During the height of the pandemic, two of the world’s largest ocean cargo shippers — Denmark’s Maersk and France’s CMA CGM — began investing heavily to make air transport a larger part of their infrastructure.

Earlier this year, shipping giant Maersk purchased Hamburg, Germany-based freight forwarder Senator International. The $644 million acquisition assimilated Senator’s logistical assets and established airfreight network into Maersk’s plan to make air delivery an integral part of its service. Maersk relaunched its formerly limited delivery option as Maersk Air Cargo.

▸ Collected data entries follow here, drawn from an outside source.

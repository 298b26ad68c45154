use std::collections::HashMap;
use std::path::{Path, PathBuf};
use std::sync::{Arc, Mutex, PoisonError};

use mirror_core::{sanitize, synthesized_name, ResourceReference};
use tokio::sync::Semaphore;
use tokio_util::sync::CancellationToken;
use url::Url;

use crate::fetch::Transport;
use crate::persist::{AtomicFileWriter, WriteOutcome};
use crate::{FetchOutput, MirrorError};

#[derive(Debug, Clone, PartialEq, Eq)]
pub enum FetchStatus {
    Downloaded { bytes: u64 },
    /// A file with the target name existed; nothing was fetched.
    AlreadyPresent,
}

#[derive(Debug, Clone, PartialEq, Eq)]
pub struct FetchedResource {
    /// Sanitized file name, relative to the target directory.
    pub file_name: String,
    pub path: PathBuf,
    pub status: FetchStatus,
}

pub type FetchResult = Result<FetchedResource, MirrorError>;

type PathMutex = Arc<tokio::sync::Mutex<()>>;

/// One async mutex per target path, so a path is checked, fetched and
/// written by a single worker at a time. Entries live only while a lease on
/// the path is held.
#[derive(Debug, Default)]
pub struct PathLocks {
    inner: Mutex<HashMap<PathBuf, PathMutex>>,
}

impl PathLocks {
    pub fn lease(&self, path: &Path) -> PathLease<'_> {
        let mut map = self.inner.lock().unwrap_or_else(PoisonError::into_inner);
        let mutex = map.entry(path.to_path_buf()).or_default().clone();
        PathLease {
            locks: self,
            path: path.to_path_buf(),
            mutex,
        }
    }

    fn release(&self, path: &Path, mutex: &PathMutex) {
        let mut map = self.inner.lock().unwrap_or_else(PoisonError::into_inner);
        // The map and this lease hold the only two handles.
        if Arc::strong_count(mutex) == 2 {
            map.remove(path);
        }
    }

    #[cfg(test)]
    fn tracked(&self) -> usize {
        self.inner.lock().unwrap_or_else(PoisonError::into_inner).len()
    }
}

/// Claim on one path's mutex; dropping it forgets the path once nobody else
/// holds or awaits it.
pub struct PathLease<'a> {
    locks: &'a PathLocks,
    path: PathBuf,
    mutex: PathMutex,
}

impl PathLease<'_> {
    pub async fn lock(&self) -> tokio::sync::MutexGuard<'_, ()> {
        self.mutex.lock().await
    }
}

impl Drop for PathLease<'_> {
    fn drop(&mut self) {
        self.locks.release(&self.path, &self.mutex);
    }
}

/// Resolves references and downloads each target path at most once.
pub struct ResourceFetcher {
    transport: Arc<dyn Transport>,
    origin: Option<Url>,
    locks: PathLocks,
    permits: Semaphore,
    cancel: CancellationToken,
}

impl ResourceFetcher {
    pub fn new(
        transport: Arc<dyn Transport>,
        site_origin: &str,
        max_concurrent_requests: usize,
        cancel: CancellationToken,
    ) -> Self {
        Self {
            transport,
            origin: Url::parse(site_origin).ok(),
            locks: PathLocks::default(),
            permits: Semaphore::new(max_concurrent_requests.max(1)),
            cancel,
        }
    }

    /// Local file name a reference is stored under. Never empty.
    pub fn local_file_name(reference: &ResourceReference) -> String {
        let name = sanitize(&reference.file_name);
        if name.is_empty() {
            synthesized_name(&reference.url, reference.mime_type.as_deref())
        } else {
            name
        }
    }

    /// Site-relative references are joined to the origin; only absolute
    /// http(s) URLs are accepted otherwise.
    pub fn resolve(&self, raw: &str) -> Result<Url, MirrorError> {
        if raw.starts_with('/') {
            return self
                .origin
                .as_ref()
                .and_then(|origin| origin.join(raw).ok())
                .ok_or_else(|| resolution_error(raw));
        }
        match Url::parse(raw) {
            Ok(url) if matches!(url.scheme(), "http" | "https") => Ok(url),
            _ => Err(resolution_error(raw)),
        }
    }

    pub async fn fetch(&self, reference: &ResourceReference, target_dir: &Path) -> FetchResult {
        let file_name = Self::local_file_name(reference);
        self.fetch_as(reference, &file_name, target_dir).await
    }

    /// Store `reference` as `target_dir/file_name` unless that file exists.
    pub async fn fetch_as(
        &self,
        reference: &ResourceReference,
        file_name: &str,
        target_dir: &Path,
    ) -> FetchResult {
        let url = self.resolve(&reference.url)?;
        let target = target_dir.join(file_name);

        let lease = self.locks.lease(&target);
        let _guard = lease.lock().await;

        if target.exists() {
            return Ok(FetchedResource {
                file_name: file_name.to_string(),
                path: target,
                status: FetchStatus::AlreadyPresent,
            });
        }

        let output = self.download(&url).await?;
        let writer = AtomicFileWriter::new(target_dir.to_path_buf());
        let status = match writer.write_new(file_name, &output.bytes)? {
            WriteOutcome::Written(_) => FetchStatus::Downloaded {
                bytes: output.metadata.byte_len,
            },
            WriteOutcome::AlreadyExists(_) => FetchStatus::AlreadyPresent,
        };
        Ok(FetchedResource {
            file_name: file_name.to_string(),
            path: target,
            status,
        })
    }

    /// Fetch bytes without touching the filesystem.
    pub async fn fetch_bytes(&self, reference: &ResourceReference) -> Result<FetchOutput, MirrorError> {
        let url = self.resolve(&reference.url)?;
        self.download(&url).await
    }

    async fn download(&self, url: &Url) -> Result<FetchOutput, MirrorError> {
        if self.cancel.is_cancelled() {
            return Err(MirrorError::Cancelled);
        }
        let permit = tokio::select! {
            _ = self.cancel.cancelled() => None,
            permit = self.permits.acquire() => permit.ok(),
        };
        let Some(_permit) = permit else {
            return Err(MirrorError::Cancelled);
        };
        tokio::select! {
            _ = self.cancel.cancelled() => Err(MirrorError::Cancelled),
            result = self.transport.fetch(url.as_str()) => result.map_err(MirrorError::from),
        }
    }
}

fn resolution_error(raw: &str) -> MirrorError {
    MirrorError::Resolution {
        url: raw.to_string(),
    }
}

#[cfg(test)]
mod tests {
    use std::path::Path;
    use std::sync::Arc;

    use mirror_core::{ResourceKind, ResourceReference};
    use tokio_util::sync::CancellationToken;

    use super::{PathLocks, ResourceFetcher};
    use crate::{FetchError, FetchMetadata, FetchOutput, MirrorError, Transport};

    struct Unreachable;

    #[async_trait::async_trait]
    impl Transport for Unreachable {
        async fn fetch(&self, url: &str) -> Result<FetchOutput, FetchError> {
            panic!("unexpected fetch of {url}");
        }
    }

    struct Fixed(&'static [u8]);

    #[async_trait::async_trait]
    impl Transport for Fixed {
        async fn fetch(&self, url: &str) -> Result<FetchOutput, FetchError> {
            Ok(FetchOutput {
                bytes: self.0.to_vec(),
                metadata: FetchMetadata {
                    original_url: url.to_string(),
                    final_url: url.to_string(),
                    content_type: None,
                    byte_len: self.0.len() as u64,
                },
            })
        }
    }

    fn fetcher() -> ResourceFetcher {
        ResourceFetcher::new(
            Arc::new(Unreachable),
            "https://school.example",
            2,
            CancellationToken::new(),
        )
    }

    #[test]
    fn site_relative_urls_join_the_origin() {
        let url = fetcher().resolve("/bbcswebdav/x.pdf").unwrap();
        assert_eq!(url.as_str(), "https://school.example/bbcswebdav/x.pdf");
    }

    #[test]
    fn relative_and_foreign_schemes_are_unresolvable() {
        for raw in ["images/a.png", "ftp://h/a.png", "data:image/png;base64,AA"] {
            assert!(matches!(
                fetcher().resolve(raw),
                Err(MirrorError::Resolution { .. })
            ));
        }
    }

    #[test]
    fn empty_sanitized_name_is_synthesized() {
        let reference = ResourceReference::new(
            "https://h/a",
            Some("???".into()),
            ResourceKind::Attachment,
            Some("application/pdf".into()),
        );
        let name = ResourceFetcher::local_file_name(&reference);
        assert!(name.starts_with("resource_"));
        assert!(name.ends_with(".pdf"));
    }

    #[test]
    fn same_path_shares_one_lock() {
        let locks = PathLocks::default();
        let a = locks.lease(Path::new("/tmp/x"));
        let b = locks.lease(Path::new("/tmp/x"));
        let c = locks.lease(Path::new("/tmp/y"));
        assert!(Arc::ptr_eq(&a.mutex, &b.mutex));
        assert!(!Arc::ptr_eq(&a.mutex, &c.mutex));
    }

    #[test]
    fn released_paths_are_forgotten() {
        let locks = PathLocks::default();
        let a = locks.lease(Path::new("/tmp/x"));
        let b = locks.lease(Path::new("/tmp/x"));
        assert_eq!(locks.tracked(), 1);

        drop(a);
        assert_eq!(locks.tracked(), 1);
        drop(b);
        assert_eq!(locks.tracked(), 0);
    }

    #[tokio::test]
    async fn fetcher_forgets_paths_after_storing() {
        let temp = tempfile::TempDir::new().unwrap();
        let fetcher = ResourceFetcher::new(
            Arc::new(Fixed(b"data")),
            "https://school.example",
            2,
            CancellationToken::new(),
        );
        let reference = ResourceReference::new("/a.png", None, ResourceKind::Image, None);

        fetcher.fetch(&reference, temp.path()).await.unwrap();
        fetcher.fetch(&reference, temp.path()).await.unwrap();
        assert_eq!(fetcher.locks.tracked(), 0);
    }
}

Maersk has, so far, assembled a fleet of 15 transport planes and plans to add more Boeing 767s to its fleet later this year. The company both purchases and rents its planes and employs Denmark’s Billund Airport as a hub of operations. Maersk plans to transport a third of the cargo it flies each year using its wholly-owned air freight division, according to

CMA CGM, the world’s third-largest container shipper, introduced its own service, CMA CGM Air Cargo, in 2021. It was the company’s first investment in an in-house fleet. The Marseilles-based company kicked off the operation with the purchase and rental of four Airbus A330 freighters. CMA CGM plans to have 12 planes in the air by 2026, operating out of Gaulle International Airport in Paris.

To compliment its fledgling fleet, CMA CGM also purchased a 9 percent stake Air France-KLM, as part of an agreement for the use of cargo space aboard the airlines, reports CNBC.